Alan Leo and modern astrology

In 1881 the birth of Aquarius heralded great intellectual change and with it came an astrology revival. It was an astrological inevitability, but what happened – modern astrology – wasn’t all that modern. The ancients and Ptolemy had provided the ground rules and a burst of new scientific information set the scene for a more sophisticated, scientific form of astrology, but modern astrology turned out to be simple Sun-sign astrology, generic interpretations of the planets and their sign and house locations, and the mass production of cheap horoscopes. Simple, mystical Piscean Age astrology was simply repackaged under a new name and served up to a New-Age clientele who were eager to know, but none the wiser.

The credit for modern astrology goes to the English astrologer, Alan Leo. His real name was William Frederick Allen and he was born on August 7, 1860 – so he was a Leo. He didn’t like complexity and when Sepharial – Walter Gorn Old – introduced him to Ptolemy’s intricate astrology he resolved to make it simple. In 1889 he launched the Astrologer’s Magazine and in 1895 reinvented it as Modern Astrology. It seems he was driven by a market that wanted simple, easy to understand, information and Sun-sign astrology did the trick. It identified the Sun as the primary astrological principle and Alan Leo saw the Sun-sign as the ‘universal-factor.’ The end result was several large textbooks that were jam-packed with ‘recipe’ interpretations of the planets and their sign and house locations. Each universal marker was given a generic meaning and that was that. He contradicted everything the ancients thought and taught and by 1895 was the most popular and influential astrologer in the world.

On the plus side Alan Leo did recognize the psychological aspects of astrology and focused on the assessment of character rather than the prediction of events. And in 1911 he published the most important collection of birth data up to that time – 1001 Notable Nativities. Today, due to a lack of detail, poor referencing of the data, and too many wrong charts the book has lost its credibility. But it was a first and set a precedent that in many respects has been followed by all his contemporaries.

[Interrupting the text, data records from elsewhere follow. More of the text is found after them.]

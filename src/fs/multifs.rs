//! The multi-workspace root: hosts concurrent workspaces, created and
//! destroyed through symlink operations on the `config/` directory.

use std::collections::HashMap;
use std::fs::File;
use std::path::{Path, PathBuf};
use std::sync::atomic::{AtomicBool, AtomicU64};
use std::sync::Arc;

use bytes::Bytes;
use parking_lot::RwLock;
use tracing::{info, instrument, warn};

use crate::cache::Cache;
use crate::gitiles::Client;
use crate::manifest;
use crate::Error;

use super::config::CloneRule;
use super::inode_tracker::{InodeTracker, ROOT_ID};
use super::manifestfs;

/// Options for the multi-workspace filesystem.
#[derive(Default)]
pub struct MultiFsOptions {
    /// If set, manifests of successfully mounted workspaces are persisted
    /// here, and mounted again on the next start.
    pub manifest_dir: Option<PathBuf>,

    pub repo_clone_rules: Vec<CloneRule>,
    pub file_clone_rules: Vec<CloneRule>,
}

/// The filesystem served at the mount point.
///
/// The inode table is shared by all workspaces, which is what makes
/// identical blobs in different workspaces one inode. The FUSE operations on
/// this type live in the sibling `ops` module.
pub struct SlothFs {
    pub(super) cache: Arc<Cache>,
    pub(super) gitiles: Arc<Client>,
    pub(super) options: MultiFsOptions,

    pub(super) inodes: RwLock<InodeTracker>,
    pub(super) config_ino: u64,

    pub(super) file_handles: RwLock<HashMap<u64, Arc<File>>>,
    pub(super) next_file_handle: AtomicU64,

    /// Set when the kernel advertises read-without-open; see `ops::init`.
    pub(super) handle_less: AtomicBool,

    pub(super) tokio_handle: tokio::runtime::Handle,
}

impl SlothFs {
    /// Creates the filesystem. Must be called within a tokio runtime.
    pub fn new(cache: Arc<Cache>, gitiles: Arc<Client>, options: MultiFsOptions) -> Self {
        let mut tracker = InodeTracker::default();
        let config_ino = tracker.put_dir();
        tracker.add_child(ROOT_ID, "config", config_ino);

        SlothFs {
            cache,
            gitiles,
            options,
            inodes: RwLock::new(tracker),
            config_ino,
            file_handles: RwLock::new(HashMap::new()),
            next_file_handle: AtomicU64::new(1),
            handle_less: AtomicBool::new(false),
            tokio_handle: tokio::runtime::Handle::current(),
        }
    }

    /// Mounts one workspace per manifest found in the configured manifest
    /// directory. Call before serving.
    pub async fn configure_workspaces(&self) -> Result<(), Error> {
        let Some(dir) = self.options.manifest_dir.clone() else {
            return Ok(());
        };
        std::fs::create_dir_all(&dir).map_err(Error::from)?;

        let mut found = Vec::new();
        for entry in std::fs::read_dir(&dir).map_err(Error::from)? {
            let entry = entry.map_err(Error::from)?;
            if entry.file_type().map_err(Error::from)?.is_file() {
                found.push(entry.path());
            }
        }
        if found.is_empty() {
            return Ok(());
        }

        info!(count = found.len(), "configuring workspaces");
        for path in found {
            let name = match path.file_name().and_then(|n| n.to_str()) {
                Some(n) => n.to_string(),
                None => continue,
            };
            // A broken saved manifest only logs; the remaining workspaces
            // still come up. Tree fetches inside each create are already
            // fan-out parallel.
            if let Err(e) = self.create_workspace_from_file(&name, &path).await {
                warn!(workspace = %name, error = %e, "configuring workspace failed");
            }
        }

        Ok(())
    }

    /// Reads `target` and mounts it as workspace `name`. This is the
    /// symlink-as-command entry point; parse failures reject the call and
    /// attach nothing.
    pub(super) async fn create_workspace_from_file(
        &self,
        name: &str,
        target: &Path,
    ) -> Result<(), Error> {
        let bytes = std::fs::read(target).map_err(Error::from)?;
        let mf = manifest::parse(&bytes)?;
        self.create_workspace(name, &mf).await
    }

    /// Builds and attaches workspace `name` from a parsed manifest.
    ///
    /// Tree fetching happens before anything is attached; a fetch failure
    /// leaves no trace. Later composition failures attach the workspace as a
    /// directory holding a single `ERROR` file.
    #[instrument(skip(self, mf), fields(workspace = %name), err)]
    pub(super) async fn create_workspace(&self, name: &str, mf: &manifest::Manifest) -> Result<(), Error> {
        if name.is_empty() || name == "config" || name.contains('/') {
            return Err(Error::Parse(format!("invalid workspace name {:?}", name)));
        }
        if self.inodes.read().child(ROOT_ID, name).is_some() {
            return Err(Error::Storage(format!("workspace {} exists", name)));
        }

        manifestfs::check_revisions(mf).map_err(|e| Error::Storage(e.to_string()))?;
        let xml = mf.marshal_xml()?;

        let trees = manifestfs::fetch_tree_map(&self.cache, &self.gitiles, mf).await?;

        let built = {
            let mut tracker = self.inodes.write();
            if tracker.child(ROOT_ID, name).is_some() {
                return Err(Error::Storage(format!("workspace {} exists", name)));
            }

            let ws_root = tracker.put_dir();
            tracker.add_child(ROOT_ID, name, ws_root);

            let built = match manifestfs::build(
                &mut tracker,
                ws_root,
                mf,
                &xml,
                &trees,
                &self.cache,
                &self.gitiles,
                &self.options,
            ) {
                Ok(()) => true,
                Err(e) => {
                    warn!(workspace = %name, error = %e, "workspace composition failed");
                    manifestfs::attach_error(&mut tracker, ws_root, &e);
                    false
                }
            };

            let link_target = format!("../{}/.slothfs/manifest.xml", name);
            let link = tracker.put_symlink(Bytes::from(link_target.into_bytes()));
            tracker.add_child(self.config_ino, name, link);
            built
        };

        // only successfully mounted workspaces are worth restoring
        if built {
            self.persist_manifest(name, &xml);
        }
        Ok(())
    }

    /// Detaches workspace `name` and forgets its persisted manifest.
    pub(super) fn destroy_workspace(&self, name: &str) -> Result<(), Error> {
        let mut tracker = self.inodes.write();
        let Some(ws_root) = tracker.remove_child(ROOT_ID, name) else {
            return Err(Error::NotFound(format!("workspace {}", name)));
        };
        tracker.remove_subtree(ws_root);

        if let Some(link) = tracker.remove_child(self.config_ino, name) {
            tracker.remove_subtree(link);
        }
        drop(tracker);

        if let Some(dir) = &self.options.manifest_dir {
            // Ignore errors: the workspace may never have been persisted.
            let _ = std::fs::remove_file(dir.join(name));
        }
        Ok(())
    }

    // Saves the manifest bytes under the workspace name, via tempfile and
    // rename.
    fn persist_manifest(&self, name: &str, xml: &[u8]) {
        let Some(dir) = &self.options.manifest_dir else {
            return;
        };
        let write = || -> std::io::Result<()> {
            std::fs::create_dir_all(dir)?;
            let tmp = tempfile::NamedTempFile::new_in(dir)?;
            std::fs::write(tmp.path(), xml)?;
            tmp.persist(dir.join(name)).map_err(|e| e.error)?;
            Ok(())
        };
        if let Err(e) = write() {
            warn!(workspace = %name, error = %e, "persisting manifest failed");
        }
    }
}
//! Tests for output module

use super::*;
use crate::collector::{CollectionOutcome, CollectorStats, CompletionStatus};
use crate::error::FailureKind;
use chrono::{TimeZone, Utc};
use pretty_assertions::assert_eq;
use serde_json::{json, Value};

fn titles(names: &[&str]) -> Vec<String> {
    names.iter().map(ToString::to_string).collect()
}

#[test]
fn test_titles_to_json_is_pretty_array() {
    let bytes = titles_to_json(&titles(&["Aragorn", "Bilbo", "Frodo"])).unwrap();
    let text = std::str::from_utf8(&bytes).unwrap();

    assert_eq!(text, "[\n  \"Aragorn\",\n  \"Bilbo\",\n  \"Frodo\"\n]");
}

#[test]
fn test_titles_to_json_empty() {
    let bytes = titles_to_json(&[]).unwrap();
    assert_eq!(&bytes[..], b"[]");
}

#[test]
fn test_titles_to_json_escapes() {
    let bytes = titles_to_json(&titles(&["\"Quoted\" Title", "Lúthien"])).unwrap();
    let parsed: Vec<String> = serde_json::from_slice(&bytes).unwrap();
    assert_eq!(parsed, vec!["\"Quoted\" Title", "Lúthien"]);
}

#[test]
fn test_titles_to_lines() {
    let bytes = titles_to_lines(&titles(&["Bree", "Rivendell"]));
    assert_eq!(&bytes[..], b"Bree\nRivendell");
}

#[test]
fn test_run_summary_json() {
    let outcome = CollectionOutcome {
        titles: titles(&["Aragorn", "Bilbo"]),
        status: CompletionStatus::Aborted {
            kind: FailureKind::Transport,
            message: "Request timeout after 200ms".to_string(),
        },
        stats: CollectorStats {
            requests: 2,
            batches: 1,
            titles: 2,
            duration_ms: 450,
        },
    };
    let started = Utc.with_ymd_and_hms(2024, 3, 1, 12, 0, 0).unwrap();
    let finished = Utc.with_ymd_and_hms(2024, 3, 1, 12, 0, 1).unwrap();

    let summary = RunSummary::new(
        "https://tolkiengateway.net/w/api.php",
        500,
        &outcome,
        started,
        finished,
    );
    let value: Value = serde_json::from_slice(&summary.to_json().unwrap()).unwrap();

    assert_eq!(
        value,
        json!({
            "source": "https://tolkiengateway.net/w/api.php",
            "page_size": 500,
            "total_titles": 2,
            "status": {
                "state": "aborted",
                "kind": "transport",
                "message": "Request timeout after 200ms"
            },
            "stats": {"requests": 2, "batches": 1, "titles": 2, "duration_ms": 450},
            "started_at": "2024-03-01T12:00:00Z",
            "finished_at": "2024-03-01T12:00:01Z"
        })
    );
}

On the down side Leo and Madam Blavatsky introduced the false teaching of human reincarnation into modern astrology. Leo saw astrology as a coded language that only theosophy could explain and comprehend so reincarnation, karma and the evolution of the soul were all introduced into the Alan Leo model of astrology. By all accounts he was intellectually clever and completely sincere and he’s credited with stimulating an astrology revival at the start of the Aquarian Age. But he did peddle false astrological ideas that continue to have a destructive influence and Ptolemy is not impressed. Alan Leo died on August 30, 1917 – aged 57.

Since then modern astrology has encouraged and promoted almost every type of nonsensical astrological thought and notion imaginable. And with very few true believers putting up any resistance the avalanche of weird ideas and esoteric irrelevance has stampeded on like a runaway train.